►

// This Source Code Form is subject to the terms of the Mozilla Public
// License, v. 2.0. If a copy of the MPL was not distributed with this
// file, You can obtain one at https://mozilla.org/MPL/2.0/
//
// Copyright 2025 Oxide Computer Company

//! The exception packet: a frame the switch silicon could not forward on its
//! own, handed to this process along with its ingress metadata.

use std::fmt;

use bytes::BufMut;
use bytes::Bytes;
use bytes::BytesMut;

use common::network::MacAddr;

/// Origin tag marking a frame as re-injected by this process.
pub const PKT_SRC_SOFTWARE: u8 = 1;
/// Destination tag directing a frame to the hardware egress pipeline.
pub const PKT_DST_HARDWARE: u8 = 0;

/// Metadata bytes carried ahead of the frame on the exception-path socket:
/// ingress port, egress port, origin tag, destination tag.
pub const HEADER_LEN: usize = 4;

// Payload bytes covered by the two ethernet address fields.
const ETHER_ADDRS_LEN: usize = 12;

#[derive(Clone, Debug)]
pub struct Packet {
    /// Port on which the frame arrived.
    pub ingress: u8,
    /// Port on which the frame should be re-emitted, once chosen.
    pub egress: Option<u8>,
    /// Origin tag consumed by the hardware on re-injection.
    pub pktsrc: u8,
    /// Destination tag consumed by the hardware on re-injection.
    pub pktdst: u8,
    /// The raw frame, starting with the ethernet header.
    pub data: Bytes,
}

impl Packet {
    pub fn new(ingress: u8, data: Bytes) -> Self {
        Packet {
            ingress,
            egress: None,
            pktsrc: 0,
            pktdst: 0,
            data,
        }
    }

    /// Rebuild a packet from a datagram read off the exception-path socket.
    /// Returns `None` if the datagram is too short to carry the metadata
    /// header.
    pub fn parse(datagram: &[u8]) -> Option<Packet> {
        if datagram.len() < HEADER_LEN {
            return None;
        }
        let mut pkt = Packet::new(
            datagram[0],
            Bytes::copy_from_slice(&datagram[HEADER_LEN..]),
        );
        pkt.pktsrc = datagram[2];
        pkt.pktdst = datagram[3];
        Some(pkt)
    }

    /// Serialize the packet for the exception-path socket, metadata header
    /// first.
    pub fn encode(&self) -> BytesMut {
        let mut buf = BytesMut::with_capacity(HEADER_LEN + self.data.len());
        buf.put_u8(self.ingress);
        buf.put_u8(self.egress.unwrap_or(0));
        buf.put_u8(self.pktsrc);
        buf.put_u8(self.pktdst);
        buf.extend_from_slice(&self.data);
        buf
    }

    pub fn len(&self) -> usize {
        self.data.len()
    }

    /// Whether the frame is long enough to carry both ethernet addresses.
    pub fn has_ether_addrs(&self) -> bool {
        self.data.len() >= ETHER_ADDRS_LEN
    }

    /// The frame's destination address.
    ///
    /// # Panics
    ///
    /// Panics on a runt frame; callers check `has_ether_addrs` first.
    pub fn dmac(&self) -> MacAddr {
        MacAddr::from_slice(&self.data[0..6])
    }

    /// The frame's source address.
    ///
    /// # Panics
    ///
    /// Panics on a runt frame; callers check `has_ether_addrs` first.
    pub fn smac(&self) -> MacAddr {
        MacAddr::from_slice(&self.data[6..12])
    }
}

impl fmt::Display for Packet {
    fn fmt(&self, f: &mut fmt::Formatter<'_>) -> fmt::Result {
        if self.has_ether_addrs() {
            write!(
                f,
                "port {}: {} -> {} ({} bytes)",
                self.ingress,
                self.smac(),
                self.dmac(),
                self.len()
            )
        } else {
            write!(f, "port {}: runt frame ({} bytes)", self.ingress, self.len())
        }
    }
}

◄
►

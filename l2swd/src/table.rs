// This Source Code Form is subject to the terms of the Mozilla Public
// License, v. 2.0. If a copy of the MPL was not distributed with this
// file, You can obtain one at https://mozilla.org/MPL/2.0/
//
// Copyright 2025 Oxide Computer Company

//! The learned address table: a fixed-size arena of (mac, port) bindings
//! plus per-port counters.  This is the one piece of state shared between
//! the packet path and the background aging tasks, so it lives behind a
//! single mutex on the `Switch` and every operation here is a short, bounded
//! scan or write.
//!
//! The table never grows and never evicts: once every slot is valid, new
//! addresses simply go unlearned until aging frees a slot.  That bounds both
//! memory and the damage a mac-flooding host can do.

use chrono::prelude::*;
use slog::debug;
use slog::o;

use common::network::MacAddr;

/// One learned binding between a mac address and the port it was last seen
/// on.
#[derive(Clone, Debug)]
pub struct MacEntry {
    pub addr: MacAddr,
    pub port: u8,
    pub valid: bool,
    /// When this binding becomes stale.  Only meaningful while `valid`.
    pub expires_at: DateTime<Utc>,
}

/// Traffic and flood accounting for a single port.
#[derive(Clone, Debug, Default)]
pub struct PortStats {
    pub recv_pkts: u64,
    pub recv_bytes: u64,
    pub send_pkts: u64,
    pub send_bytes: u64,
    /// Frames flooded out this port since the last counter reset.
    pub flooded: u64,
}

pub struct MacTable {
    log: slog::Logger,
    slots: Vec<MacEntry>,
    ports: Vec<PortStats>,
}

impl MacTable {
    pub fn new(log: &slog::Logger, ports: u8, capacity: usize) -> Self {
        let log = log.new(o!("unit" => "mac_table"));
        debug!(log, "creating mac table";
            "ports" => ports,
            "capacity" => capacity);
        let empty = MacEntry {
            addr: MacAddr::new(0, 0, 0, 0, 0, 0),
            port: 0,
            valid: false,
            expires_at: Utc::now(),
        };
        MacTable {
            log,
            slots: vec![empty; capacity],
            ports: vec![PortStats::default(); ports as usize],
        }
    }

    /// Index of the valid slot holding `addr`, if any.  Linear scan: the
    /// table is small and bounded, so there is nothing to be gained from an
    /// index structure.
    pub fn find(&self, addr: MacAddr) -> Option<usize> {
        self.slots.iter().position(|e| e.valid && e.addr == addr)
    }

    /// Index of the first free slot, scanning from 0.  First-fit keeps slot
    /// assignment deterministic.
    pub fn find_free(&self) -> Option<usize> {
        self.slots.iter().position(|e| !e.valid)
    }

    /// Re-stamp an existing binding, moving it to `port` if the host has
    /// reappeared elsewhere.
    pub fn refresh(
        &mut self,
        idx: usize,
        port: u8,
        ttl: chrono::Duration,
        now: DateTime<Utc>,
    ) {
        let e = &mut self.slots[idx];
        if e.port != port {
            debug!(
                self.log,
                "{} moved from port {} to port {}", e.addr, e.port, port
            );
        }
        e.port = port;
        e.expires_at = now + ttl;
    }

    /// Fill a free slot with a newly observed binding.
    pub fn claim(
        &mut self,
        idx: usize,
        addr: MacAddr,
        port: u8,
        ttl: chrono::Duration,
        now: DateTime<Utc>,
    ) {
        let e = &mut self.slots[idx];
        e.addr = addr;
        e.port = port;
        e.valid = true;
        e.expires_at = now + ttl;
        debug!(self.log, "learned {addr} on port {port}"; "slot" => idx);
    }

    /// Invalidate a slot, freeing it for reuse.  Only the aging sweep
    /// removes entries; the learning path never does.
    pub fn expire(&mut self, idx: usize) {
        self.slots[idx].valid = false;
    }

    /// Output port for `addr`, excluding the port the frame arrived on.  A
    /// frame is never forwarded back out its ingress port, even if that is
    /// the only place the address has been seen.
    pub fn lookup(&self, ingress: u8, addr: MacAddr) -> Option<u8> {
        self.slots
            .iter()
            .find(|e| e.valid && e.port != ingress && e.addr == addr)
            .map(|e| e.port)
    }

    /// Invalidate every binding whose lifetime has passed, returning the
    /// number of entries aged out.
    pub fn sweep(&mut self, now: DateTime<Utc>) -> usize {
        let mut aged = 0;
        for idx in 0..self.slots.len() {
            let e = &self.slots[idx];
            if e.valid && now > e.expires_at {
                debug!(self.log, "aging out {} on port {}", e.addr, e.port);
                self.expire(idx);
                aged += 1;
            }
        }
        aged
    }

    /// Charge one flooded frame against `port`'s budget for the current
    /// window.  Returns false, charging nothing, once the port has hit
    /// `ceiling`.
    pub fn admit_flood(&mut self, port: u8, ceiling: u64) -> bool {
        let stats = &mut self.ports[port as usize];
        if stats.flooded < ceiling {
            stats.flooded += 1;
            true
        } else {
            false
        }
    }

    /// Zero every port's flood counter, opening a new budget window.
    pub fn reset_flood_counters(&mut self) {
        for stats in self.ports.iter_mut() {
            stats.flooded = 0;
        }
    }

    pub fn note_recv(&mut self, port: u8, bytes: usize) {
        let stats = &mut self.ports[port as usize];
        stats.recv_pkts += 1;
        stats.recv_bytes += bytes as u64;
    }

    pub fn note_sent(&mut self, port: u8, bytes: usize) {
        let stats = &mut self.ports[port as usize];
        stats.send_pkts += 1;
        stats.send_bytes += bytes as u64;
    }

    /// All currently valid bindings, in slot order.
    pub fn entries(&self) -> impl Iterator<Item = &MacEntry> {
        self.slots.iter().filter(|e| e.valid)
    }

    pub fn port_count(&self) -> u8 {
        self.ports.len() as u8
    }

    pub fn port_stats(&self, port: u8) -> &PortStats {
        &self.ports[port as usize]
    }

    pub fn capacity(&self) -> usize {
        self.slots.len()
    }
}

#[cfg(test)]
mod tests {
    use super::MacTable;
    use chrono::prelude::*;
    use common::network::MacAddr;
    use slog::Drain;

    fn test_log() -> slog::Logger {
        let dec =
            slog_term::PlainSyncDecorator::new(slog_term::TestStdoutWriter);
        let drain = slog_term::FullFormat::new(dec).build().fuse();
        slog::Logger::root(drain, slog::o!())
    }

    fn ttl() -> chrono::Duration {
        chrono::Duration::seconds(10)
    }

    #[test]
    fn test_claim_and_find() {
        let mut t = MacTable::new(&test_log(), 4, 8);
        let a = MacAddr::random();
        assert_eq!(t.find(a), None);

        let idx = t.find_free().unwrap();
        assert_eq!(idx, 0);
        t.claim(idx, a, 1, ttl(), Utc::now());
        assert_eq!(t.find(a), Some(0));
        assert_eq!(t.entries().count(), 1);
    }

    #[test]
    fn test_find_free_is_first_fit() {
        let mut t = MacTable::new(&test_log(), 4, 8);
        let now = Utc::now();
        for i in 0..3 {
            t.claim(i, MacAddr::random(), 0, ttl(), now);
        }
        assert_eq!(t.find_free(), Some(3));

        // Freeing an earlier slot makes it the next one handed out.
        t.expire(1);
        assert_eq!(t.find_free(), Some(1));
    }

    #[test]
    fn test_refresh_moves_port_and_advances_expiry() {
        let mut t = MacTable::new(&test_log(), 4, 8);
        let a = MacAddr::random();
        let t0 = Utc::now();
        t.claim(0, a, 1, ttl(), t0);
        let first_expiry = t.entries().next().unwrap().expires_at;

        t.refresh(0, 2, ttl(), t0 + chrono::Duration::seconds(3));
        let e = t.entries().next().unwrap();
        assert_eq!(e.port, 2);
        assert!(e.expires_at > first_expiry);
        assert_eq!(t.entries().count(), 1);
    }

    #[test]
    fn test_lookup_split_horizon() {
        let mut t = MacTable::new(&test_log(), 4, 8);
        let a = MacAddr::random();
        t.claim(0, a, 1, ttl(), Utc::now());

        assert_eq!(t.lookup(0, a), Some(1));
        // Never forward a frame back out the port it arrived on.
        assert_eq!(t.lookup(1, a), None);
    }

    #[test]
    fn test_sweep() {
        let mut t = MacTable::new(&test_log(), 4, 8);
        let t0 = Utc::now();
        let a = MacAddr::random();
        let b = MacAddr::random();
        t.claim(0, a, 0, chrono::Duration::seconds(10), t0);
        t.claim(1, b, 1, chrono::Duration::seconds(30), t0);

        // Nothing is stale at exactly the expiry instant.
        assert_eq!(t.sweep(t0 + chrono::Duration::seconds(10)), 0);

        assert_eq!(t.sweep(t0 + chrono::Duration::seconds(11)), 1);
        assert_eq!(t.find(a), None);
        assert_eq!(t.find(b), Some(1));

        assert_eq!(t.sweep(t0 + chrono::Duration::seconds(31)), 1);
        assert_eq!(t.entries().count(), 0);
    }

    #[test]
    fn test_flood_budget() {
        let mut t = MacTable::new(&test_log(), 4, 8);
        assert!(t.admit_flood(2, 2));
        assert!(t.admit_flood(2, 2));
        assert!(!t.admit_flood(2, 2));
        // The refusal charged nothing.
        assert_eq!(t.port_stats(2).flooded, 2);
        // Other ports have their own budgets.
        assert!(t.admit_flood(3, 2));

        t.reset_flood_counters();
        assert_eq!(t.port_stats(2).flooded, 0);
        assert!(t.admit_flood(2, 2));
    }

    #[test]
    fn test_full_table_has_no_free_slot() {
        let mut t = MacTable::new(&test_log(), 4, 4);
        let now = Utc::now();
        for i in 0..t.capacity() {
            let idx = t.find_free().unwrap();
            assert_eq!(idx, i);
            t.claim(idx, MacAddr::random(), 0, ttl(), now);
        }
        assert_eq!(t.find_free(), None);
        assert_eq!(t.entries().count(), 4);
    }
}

◄
►

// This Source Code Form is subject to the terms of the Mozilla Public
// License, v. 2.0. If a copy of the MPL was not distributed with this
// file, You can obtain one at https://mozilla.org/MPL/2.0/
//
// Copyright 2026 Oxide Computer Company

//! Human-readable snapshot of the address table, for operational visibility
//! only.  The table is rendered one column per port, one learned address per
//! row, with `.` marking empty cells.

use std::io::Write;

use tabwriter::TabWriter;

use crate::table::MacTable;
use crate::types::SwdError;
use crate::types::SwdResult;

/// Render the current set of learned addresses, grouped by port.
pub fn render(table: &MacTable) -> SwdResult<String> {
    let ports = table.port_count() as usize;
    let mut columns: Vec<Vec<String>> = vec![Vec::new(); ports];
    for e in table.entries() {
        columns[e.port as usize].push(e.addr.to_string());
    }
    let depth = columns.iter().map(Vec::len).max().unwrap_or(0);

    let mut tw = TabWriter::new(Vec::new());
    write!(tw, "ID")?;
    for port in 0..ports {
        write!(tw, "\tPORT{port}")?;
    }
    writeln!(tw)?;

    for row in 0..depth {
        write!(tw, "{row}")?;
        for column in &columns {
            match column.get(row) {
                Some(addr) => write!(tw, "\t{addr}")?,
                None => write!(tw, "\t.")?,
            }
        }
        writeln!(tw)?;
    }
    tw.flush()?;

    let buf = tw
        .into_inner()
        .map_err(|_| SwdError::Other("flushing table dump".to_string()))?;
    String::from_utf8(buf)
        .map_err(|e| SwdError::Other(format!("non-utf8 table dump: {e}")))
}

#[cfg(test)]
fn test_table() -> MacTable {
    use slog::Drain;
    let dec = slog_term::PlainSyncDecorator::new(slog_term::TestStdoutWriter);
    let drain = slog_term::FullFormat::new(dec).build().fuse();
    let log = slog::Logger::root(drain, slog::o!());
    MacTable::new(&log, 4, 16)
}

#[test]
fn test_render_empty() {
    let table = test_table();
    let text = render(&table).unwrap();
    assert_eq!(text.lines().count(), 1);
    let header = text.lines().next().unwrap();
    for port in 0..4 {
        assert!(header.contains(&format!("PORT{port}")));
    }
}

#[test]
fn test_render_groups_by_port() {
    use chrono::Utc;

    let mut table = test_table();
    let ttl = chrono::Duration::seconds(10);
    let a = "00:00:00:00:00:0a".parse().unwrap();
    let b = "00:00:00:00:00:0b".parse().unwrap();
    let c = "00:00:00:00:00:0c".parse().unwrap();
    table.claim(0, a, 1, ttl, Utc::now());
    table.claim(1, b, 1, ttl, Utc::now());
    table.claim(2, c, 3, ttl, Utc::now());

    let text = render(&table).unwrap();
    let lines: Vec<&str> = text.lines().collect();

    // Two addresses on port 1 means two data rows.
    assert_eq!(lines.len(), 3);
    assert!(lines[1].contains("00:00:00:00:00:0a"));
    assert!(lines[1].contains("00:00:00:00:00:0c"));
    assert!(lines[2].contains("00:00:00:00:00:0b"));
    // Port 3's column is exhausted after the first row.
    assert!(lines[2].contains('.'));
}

◄

## TASK
Among the entries above, the lines between the ones containing "marking empty cells." and "for row in 0..depth", inclusive, are to be transcribed exactly. No other line is to be given.

## REPLY
//! row, with `.` marking empty cells.

use std::io::Write;

use tabwriter::TabWriter;

use crate::table::MacTable;
use crate::types::SwdError;
use crate::types::SwdResult;

/// Render the current set of learned addresses, grouped by port.
pub fn render(table: &MacTable) -> SwdResult<String> {
    let ports = table.port_count() as usize;
    let mut columns: Vec<Vec<String>> = vec![Vec::new(); ports];
    for e in table.entries() {
        columns[e.port as usize].push(e.addr.to_string());
    }
    let depth = columns.iter().map(Vec::len).max().unwrap_or(0);

    let mut tw = TabWriter::new(Vec::new());
    write!(tw, "ID")?;
    for port in 0..ports {
        write!(tw, "\tPORT{port}")?;
    }
    writeln!(tw)?;

    for row in 0..depth {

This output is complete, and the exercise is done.